Pour le moment, Bambari est épargnée par le conflit. Mais les affrontements entre les deux groupes ont empoisonné les relations au sein de la communauté musulmane de la ville. Les membres de l’UPC ciblent en effet les Gula et les Runga, qu’ils considèrent comme des sympathisants du FPRC.
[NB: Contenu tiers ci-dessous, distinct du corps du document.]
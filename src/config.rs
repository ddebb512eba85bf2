use std::env;
use std::net::{IpAddr, SocketAddr};
use std::str::FromStr;
use std::time::Duration;
use crate::error::{AppError, Result};

#[derive(Clone)]
pub struct Config {
    pub server_addr: SocketAddr,
    /// Bound on each content-extraction fetch.
    pub fetch_timeout: Duration,
    /// Bound on the model call.
    pub llm_timeout: Duration,
    /// Skip TLS certificate verification on generic web fetches.
    ///
    /// Defaults to true, which maximizes extraction success across arbitrary
    /// third-party sites at the cost of transport security. Set
    /// DANGER_ACCEPT_INVALID_CERTS=false to verify certificates.
    pub danger_accept_invalid_certs: bool,
}

impl Config {
    pub fn load() -> Result<Self> {
        // Load environment variables from .env file if it exists
        dotenv::dotenv().ok();

        let host = env::var("HOST").unwrap_or_else(|_| "127.0.0.1".to_string());
        let port = env::var("PORT").unwrap_or_else(|_| "3000".to_string());
        let port = port.parse::<u16>().map_err(|e| AppError::Config(format!("Invalid port: {}", e)))?;
        let ip = IpAddr::from_str(&host).map_err(|e| AppError::Config(format!("Invalid host address: {}", e)))?;

        let fetch_timeout = parse_secs("FETCH_TIMEOUT_SECS", 15)?;
        let llm_timeout = parse_secs("LLM_TIMEOUT_SECS", 60)?;

        let danger_accept_invalid_certs = match env::var("DANGER_ACCEPT_INVALID_CERTS") {
            Ok(v) => v.parse::<bool>().map_err(|e| {
                AppError::Config(format!("Invalid DANGER_ACCEPT_INVALID_CERTS: {}", e))
            })?,
            Err(_) => true,
        };

        Ok(Config {
            server_addr: SocketAddr::new(ip, port),
            fetch_timeout,
            llm_timeout,
            danger_accept_invalid_certs,
        })
    }
}

fn parse_secs(var: &str, default: u64) -> Result<Duration> {
    secs_or_default(env::var(var).ok().as_deref(), var, default)
}

fn secs_or_default(value: Option<&str>, var: &str, default: u64) -> Result<Duration> {
    let secs = match value {
        Some(v) => v
            .parse::<u64>()
            .map_err(|e| AppError::Config(format!("Invalid {}: {}", var, e)))?,
        None => default,
    };
    Ok(Duration::from_secs(secs))
}

#[cfg(test)]
mod tests {
    use super::*;

    #[test]
    fn unset_timeout_falls_back_to_default() {
        assert_eq!(
            secs_or_default(None, "FETCH_TIMEOUT_SECS", 15).unwrap(),
            Duration::from_secs(15)
        );
    }

    #[test]
    fn set_timeout_is_parsed() {
        assert_eq!(
            secs_or_default(Some("30"), "LLM_TIMEOUT_SECS", 60).unwrap(),
            Duration::from_secs(30)
        );
    }

    #[test]
    fn unparseable_timeout_is_a_config_error() {
        let err = secs_or_default(Some("soon"), "FETCH_TIMEOUT_SECS", 15).unwrap_err();
        assert!(matches!(err, AppError::Config(_)));
        assert!(err.to_string().contains("FETCH_TIMEOUT_SECS"));
    }
}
« C’est la première fois que nous connaissons ce genre de division au sein de la communauté musulmane », a dit un travailleur humanitaire qui a demandé à garder l’anonymat. « Chaque fois qu’il y a un convoi vers Bria ou Bangui, [les Gula et les Runga] profitent de l’occasion pour partir. D’autres se sont réfugiés du côté chrétien de Bambari. »

L’ennemi de mon ennemi

Assis au fond de la petite église catholique de Notre-Dame-des-Victoires, qui fait aussi office de camp pour chrétiens déplacés, Zoyondonko Sogala Deya, un Gula de 32 ans, est remarquablement calme.

Jusqu’à récemment, ce père de trois enfants n’aurait pas rêvé de mettre le pied dans cette zone, située au beau milieu des quartiers de la ville contrôlés par les anti-balaka.

Mais, après que sa maison eut été pillée par des combattants de l’UPC, le mois dernier, M. Deya a dit qu’il n’avait pas vraiment eu le choix de trouver refuge auprès de la communauté chrétienne. Lorsqu’on lui a demandé si cela l’inquiétait de vivre parmi des anti-balaka, il a secoué la tête. « Je me sens beaucoup mieux ici avec les chrétiens que là-bas avec les musulmans », a-t-il dit. « Nous avons tous peur de l’UPC. »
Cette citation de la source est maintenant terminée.